(Collected data)
------------------------------------

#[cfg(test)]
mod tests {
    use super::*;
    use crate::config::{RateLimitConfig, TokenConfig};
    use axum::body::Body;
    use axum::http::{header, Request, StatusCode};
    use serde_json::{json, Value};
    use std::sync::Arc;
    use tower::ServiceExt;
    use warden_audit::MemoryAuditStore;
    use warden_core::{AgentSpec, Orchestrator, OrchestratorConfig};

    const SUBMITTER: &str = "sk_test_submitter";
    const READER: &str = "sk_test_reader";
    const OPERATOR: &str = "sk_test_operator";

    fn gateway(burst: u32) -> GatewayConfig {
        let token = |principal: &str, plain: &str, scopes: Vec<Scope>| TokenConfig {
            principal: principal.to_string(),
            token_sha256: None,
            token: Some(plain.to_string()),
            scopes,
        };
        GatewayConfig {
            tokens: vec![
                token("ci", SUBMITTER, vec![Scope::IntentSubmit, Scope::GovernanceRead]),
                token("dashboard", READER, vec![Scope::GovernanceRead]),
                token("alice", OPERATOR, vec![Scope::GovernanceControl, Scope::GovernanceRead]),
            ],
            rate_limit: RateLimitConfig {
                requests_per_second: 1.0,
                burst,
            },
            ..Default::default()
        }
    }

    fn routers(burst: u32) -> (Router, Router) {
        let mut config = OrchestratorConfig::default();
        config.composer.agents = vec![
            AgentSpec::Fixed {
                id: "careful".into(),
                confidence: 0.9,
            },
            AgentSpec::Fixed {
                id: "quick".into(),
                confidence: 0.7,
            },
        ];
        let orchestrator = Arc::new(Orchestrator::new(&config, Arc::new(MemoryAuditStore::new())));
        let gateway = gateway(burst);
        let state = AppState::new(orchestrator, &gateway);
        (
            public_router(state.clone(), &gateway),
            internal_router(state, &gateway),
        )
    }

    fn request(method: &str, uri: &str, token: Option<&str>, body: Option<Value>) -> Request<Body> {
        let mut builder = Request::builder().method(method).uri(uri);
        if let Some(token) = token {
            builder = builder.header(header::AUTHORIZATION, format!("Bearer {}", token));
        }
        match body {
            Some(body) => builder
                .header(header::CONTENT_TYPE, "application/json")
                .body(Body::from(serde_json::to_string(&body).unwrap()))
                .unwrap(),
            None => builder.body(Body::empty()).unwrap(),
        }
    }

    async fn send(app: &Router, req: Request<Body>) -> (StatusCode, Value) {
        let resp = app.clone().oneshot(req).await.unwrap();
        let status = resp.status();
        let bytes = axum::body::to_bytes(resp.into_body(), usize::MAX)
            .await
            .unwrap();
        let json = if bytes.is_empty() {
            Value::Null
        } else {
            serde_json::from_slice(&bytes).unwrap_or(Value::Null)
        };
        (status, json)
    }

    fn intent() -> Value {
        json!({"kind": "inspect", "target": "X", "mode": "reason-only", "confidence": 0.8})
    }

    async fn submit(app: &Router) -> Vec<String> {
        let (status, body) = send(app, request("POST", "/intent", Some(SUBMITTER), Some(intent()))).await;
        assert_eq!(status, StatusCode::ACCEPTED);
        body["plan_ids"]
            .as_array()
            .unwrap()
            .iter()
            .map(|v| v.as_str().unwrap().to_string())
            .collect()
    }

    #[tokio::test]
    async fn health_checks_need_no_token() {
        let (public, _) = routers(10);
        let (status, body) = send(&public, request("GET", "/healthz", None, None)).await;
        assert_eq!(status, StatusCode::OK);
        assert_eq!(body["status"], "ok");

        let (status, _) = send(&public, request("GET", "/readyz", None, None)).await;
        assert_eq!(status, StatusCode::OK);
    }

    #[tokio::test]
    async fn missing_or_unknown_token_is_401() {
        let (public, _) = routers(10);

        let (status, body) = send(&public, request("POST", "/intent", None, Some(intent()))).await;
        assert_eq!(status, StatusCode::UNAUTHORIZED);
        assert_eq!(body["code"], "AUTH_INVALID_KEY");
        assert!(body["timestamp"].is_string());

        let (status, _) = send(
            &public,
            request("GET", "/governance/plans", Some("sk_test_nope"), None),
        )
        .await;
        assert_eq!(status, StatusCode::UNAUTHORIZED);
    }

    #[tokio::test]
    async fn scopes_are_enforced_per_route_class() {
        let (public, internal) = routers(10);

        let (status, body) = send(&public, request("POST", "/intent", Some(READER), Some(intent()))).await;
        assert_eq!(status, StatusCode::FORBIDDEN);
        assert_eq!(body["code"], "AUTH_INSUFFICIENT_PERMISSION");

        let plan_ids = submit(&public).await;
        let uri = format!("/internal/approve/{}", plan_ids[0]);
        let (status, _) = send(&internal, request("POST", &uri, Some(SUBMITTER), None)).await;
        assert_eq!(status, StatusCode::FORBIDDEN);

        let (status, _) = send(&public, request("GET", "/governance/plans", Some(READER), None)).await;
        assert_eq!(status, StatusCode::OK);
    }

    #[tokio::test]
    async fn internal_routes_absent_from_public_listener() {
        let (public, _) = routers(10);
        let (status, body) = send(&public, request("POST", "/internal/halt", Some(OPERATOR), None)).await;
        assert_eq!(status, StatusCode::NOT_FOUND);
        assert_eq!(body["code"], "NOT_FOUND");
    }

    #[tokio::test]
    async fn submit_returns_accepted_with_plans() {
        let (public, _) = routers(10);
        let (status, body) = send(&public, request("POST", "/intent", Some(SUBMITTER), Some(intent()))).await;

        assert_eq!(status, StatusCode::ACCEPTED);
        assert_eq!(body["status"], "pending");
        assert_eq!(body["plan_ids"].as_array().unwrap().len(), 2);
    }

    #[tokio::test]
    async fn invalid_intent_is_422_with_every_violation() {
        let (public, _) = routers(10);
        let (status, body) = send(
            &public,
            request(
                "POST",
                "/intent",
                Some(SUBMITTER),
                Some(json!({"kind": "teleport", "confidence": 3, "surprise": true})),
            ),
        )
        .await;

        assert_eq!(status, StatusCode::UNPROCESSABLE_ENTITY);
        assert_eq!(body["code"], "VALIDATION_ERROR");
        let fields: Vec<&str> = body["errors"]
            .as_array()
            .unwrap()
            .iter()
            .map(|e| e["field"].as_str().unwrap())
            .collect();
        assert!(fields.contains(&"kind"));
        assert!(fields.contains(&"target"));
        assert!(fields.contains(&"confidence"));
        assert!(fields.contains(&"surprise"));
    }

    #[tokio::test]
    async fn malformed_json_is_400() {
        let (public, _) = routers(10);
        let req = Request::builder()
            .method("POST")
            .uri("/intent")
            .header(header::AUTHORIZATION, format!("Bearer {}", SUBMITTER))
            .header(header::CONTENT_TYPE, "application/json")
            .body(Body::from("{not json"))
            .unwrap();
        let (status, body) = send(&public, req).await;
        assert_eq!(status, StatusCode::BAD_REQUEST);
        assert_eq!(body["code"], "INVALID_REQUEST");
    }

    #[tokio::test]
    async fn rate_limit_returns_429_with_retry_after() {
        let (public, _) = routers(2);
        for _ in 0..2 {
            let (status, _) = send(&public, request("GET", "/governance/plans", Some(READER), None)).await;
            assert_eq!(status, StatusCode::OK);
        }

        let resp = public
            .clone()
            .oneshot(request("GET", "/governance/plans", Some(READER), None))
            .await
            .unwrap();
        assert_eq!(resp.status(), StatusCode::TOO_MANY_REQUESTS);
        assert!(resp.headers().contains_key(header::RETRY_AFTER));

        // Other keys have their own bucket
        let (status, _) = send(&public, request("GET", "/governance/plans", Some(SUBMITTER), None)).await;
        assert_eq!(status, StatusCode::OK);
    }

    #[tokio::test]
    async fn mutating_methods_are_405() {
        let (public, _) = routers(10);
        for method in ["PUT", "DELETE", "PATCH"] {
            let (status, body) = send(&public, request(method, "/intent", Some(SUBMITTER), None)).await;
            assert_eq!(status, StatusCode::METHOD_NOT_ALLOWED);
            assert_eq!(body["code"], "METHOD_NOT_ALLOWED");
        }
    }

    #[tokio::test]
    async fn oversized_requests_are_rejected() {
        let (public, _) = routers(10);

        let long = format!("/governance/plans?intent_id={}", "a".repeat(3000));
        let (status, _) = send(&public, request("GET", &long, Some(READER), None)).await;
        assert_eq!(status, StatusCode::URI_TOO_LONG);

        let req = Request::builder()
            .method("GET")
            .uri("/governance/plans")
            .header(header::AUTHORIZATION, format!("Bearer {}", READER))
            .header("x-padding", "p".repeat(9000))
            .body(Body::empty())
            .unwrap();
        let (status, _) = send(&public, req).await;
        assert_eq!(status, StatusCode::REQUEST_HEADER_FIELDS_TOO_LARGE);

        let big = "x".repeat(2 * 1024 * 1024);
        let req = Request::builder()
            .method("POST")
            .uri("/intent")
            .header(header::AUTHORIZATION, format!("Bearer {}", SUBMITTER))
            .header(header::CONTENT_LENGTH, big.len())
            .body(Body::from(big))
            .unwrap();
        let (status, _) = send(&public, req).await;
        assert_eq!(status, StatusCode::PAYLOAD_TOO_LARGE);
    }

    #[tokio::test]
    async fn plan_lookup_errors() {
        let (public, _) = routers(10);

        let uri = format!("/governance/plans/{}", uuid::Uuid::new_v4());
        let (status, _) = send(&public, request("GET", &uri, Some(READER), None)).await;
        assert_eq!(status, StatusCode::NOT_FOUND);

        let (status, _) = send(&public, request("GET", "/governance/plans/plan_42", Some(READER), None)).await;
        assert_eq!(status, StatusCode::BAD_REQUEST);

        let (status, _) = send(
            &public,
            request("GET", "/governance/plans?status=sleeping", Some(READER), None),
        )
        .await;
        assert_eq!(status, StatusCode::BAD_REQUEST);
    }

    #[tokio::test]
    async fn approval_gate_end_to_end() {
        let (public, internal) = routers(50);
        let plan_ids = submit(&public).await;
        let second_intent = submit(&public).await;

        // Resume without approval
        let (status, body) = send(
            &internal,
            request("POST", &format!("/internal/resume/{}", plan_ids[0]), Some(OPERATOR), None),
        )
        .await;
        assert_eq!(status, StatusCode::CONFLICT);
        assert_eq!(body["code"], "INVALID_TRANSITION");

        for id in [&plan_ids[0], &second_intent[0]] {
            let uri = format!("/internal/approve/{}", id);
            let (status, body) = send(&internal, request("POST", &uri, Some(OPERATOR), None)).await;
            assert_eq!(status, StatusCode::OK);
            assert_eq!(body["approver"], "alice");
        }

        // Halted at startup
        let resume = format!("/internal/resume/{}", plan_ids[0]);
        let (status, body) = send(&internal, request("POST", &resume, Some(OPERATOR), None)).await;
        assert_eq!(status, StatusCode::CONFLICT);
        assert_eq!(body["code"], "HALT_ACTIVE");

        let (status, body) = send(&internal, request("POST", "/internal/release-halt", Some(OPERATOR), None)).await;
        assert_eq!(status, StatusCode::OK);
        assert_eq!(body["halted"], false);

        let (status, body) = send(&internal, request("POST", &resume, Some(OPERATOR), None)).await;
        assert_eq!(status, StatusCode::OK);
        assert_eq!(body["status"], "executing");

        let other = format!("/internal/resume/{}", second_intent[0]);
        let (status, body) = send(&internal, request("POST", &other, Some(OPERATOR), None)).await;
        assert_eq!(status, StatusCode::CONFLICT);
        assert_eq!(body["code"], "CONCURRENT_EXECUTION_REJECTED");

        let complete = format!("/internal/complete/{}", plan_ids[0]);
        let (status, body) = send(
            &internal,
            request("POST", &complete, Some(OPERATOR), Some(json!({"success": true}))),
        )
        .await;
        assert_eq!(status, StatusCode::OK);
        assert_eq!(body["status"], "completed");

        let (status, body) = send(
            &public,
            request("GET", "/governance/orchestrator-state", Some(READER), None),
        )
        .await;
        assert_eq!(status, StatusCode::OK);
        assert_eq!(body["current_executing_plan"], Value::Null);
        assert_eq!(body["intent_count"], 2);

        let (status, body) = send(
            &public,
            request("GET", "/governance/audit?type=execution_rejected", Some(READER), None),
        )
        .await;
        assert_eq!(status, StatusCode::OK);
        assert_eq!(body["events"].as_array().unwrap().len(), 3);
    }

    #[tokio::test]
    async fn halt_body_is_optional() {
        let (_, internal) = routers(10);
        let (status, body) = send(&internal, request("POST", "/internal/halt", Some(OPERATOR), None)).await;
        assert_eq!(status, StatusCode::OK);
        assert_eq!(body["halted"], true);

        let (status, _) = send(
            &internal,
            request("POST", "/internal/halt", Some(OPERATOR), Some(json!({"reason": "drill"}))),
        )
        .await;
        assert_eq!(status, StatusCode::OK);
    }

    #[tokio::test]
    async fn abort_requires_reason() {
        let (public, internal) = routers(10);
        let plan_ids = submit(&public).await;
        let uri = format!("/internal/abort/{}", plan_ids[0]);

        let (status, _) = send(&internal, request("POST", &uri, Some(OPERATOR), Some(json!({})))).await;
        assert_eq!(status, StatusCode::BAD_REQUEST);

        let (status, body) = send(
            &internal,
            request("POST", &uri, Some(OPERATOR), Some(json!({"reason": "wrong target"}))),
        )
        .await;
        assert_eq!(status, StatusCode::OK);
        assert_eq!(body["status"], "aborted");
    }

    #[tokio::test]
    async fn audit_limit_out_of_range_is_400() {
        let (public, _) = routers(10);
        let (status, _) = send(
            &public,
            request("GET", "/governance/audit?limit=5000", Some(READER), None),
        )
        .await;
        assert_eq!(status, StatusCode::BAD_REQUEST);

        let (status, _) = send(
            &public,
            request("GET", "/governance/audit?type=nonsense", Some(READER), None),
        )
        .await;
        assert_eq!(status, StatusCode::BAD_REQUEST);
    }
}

------------------------------------

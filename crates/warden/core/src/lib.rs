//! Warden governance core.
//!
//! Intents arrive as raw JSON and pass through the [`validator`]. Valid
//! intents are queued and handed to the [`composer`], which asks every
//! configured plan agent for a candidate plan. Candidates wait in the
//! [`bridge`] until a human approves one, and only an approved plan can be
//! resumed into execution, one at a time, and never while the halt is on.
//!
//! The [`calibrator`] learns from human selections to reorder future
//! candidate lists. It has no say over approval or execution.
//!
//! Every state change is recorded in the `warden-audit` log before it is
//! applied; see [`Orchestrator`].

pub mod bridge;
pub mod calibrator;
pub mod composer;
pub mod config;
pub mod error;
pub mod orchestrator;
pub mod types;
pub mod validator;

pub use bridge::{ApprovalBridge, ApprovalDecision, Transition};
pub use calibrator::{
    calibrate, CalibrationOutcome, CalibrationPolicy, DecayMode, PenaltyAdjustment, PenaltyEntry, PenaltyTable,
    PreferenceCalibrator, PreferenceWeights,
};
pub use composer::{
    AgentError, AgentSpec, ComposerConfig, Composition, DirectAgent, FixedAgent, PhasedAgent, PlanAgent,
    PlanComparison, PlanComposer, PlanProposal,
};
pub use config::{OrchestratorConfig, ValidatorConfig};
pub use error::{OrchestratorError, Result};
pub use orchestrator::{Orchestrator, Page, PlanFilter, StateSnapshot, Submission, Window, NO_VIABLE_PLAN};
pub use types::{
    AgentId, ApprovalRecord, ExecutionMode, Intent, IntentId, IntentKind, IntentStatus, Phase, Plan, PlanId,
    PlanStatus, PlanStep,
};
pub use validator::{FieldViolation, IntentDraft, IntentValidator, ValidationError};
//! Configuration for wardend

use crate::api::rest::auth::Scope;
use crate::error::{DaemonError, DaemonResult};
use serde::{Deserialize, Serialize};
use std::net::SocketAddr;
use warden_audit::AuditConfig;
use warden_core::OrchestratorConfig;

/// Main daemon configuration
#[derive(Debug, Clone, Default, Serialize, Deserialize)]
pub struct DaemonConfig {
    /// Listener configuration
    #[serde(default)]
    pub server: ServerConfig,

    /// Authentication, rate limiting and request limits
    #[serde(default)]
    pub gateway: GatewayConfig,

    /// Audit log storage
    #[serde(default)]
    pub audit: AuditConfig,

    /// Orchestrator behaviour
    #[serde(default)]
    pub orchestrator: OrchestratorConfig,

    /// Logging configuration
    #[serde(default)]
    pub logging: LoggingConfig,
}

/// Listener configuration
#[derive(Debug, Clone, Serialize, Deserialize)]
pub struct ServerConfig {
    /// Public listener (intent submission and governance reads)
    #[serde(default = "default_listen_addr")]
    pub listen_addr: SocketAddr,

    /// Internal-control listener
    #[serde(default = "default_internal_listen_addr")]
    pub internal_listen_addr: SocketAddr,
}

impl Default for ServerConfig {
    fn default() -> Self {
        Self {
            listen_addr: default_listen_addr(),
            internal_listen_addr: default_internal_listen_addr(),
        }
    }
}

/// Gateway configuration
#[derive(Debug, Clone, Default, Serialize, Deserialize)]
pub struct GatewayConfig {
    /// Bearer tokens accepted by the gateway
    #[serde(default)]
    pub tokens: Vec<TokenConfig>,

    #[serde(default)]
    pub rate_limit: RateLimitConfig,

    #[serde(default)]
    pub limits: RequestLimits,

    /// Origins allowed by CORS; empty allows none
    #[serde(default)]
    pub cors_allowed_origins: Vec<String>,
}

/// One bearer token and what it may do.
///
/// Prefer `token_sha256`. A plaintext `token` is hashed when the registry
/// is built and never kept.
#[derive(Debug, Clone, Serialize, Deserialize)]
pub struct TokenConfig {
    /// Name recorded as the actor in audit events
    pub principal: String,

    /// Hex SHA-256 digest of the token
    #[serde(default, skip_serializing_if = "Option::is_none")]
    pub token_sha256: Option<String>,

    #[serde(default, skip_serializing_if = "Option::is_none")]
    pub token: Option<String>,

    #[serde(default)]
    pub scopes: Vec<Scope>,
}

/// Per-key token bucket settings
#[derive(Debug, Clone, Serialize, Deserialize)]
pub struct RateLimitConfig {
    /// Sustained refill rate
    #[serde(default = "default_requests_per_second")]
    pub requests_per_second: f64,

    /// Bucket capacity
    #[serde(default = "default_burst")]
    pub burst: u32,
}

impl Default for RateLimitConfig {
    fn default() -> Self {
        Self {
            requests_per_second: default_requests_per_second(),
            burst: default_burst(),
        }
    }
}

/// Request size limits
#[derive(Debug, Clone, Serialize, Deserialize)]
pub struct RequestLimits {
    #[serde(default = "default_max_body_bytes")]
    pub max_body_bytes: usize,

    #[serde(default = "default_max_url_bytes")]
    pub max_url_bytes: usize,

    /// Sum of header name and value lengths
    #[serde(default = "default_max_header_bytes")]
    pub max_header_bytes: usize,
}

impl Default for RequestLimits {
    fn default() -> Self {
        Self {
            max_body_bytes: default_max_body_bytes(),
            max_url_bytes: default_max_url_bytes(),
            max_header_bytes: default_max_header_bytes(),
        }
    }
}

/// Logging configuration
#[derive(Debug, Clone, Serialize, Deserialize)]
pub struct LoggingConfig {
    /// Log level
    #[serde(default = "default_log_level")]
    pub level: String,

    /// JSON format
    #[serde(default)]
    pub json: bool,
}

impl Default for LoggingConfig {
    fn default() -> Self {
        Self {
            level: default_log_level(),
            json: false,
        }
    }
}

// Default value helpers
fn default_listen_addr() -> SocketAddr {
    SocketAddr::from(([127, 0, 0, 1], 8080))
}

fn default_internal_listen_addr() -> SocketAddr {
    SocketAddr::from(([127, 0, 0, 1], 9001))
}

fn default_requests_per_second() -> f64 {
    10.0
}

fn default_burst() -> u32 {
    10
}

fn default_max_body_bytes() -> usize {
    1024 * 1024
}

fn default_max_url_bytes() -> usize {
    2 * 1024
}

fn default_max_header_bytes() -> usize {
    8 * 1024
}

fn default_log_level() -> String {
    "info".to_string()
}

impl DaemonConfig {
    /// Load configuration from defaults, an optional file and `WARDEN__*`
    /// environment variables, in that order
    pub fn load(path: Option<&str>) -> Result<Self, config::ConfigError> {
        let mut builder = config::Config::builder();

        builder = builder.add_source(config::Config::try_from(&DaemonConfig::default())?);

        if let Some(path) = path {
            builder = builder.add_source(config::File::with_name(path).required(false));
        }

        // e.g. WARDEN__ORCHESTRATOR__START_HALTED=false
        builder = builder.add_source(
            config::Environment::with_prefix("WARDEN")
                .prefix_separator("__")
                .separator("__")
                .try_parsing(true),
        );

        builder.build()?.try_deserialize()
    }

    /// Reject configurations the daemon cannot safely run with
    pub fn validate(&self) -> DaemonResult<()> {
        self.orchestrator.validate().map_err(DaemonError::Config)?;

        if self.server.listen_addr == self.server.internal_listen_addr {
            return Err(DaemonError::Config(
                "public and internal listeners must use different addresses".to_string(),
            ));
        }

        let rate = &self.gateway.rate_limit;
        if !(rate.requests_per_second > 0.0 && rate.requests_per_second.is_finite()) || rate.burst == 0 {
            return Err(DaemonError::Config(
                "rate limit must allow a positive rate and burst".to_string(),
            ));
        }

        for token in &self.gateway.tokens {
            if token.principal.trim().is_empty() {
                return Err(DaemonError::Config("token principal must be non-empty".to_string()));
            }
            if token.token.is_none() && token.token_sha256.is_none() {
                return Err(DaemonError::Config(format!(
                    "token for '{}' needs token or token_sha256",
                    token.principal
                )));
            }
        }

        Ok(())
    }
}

------------------------------------

* WHAT YOU NEED TO DO
Using the records, find the number of lines in which the string "builder" occurs. Reply with that number alone.

* OUTPUT OF THE TASK
12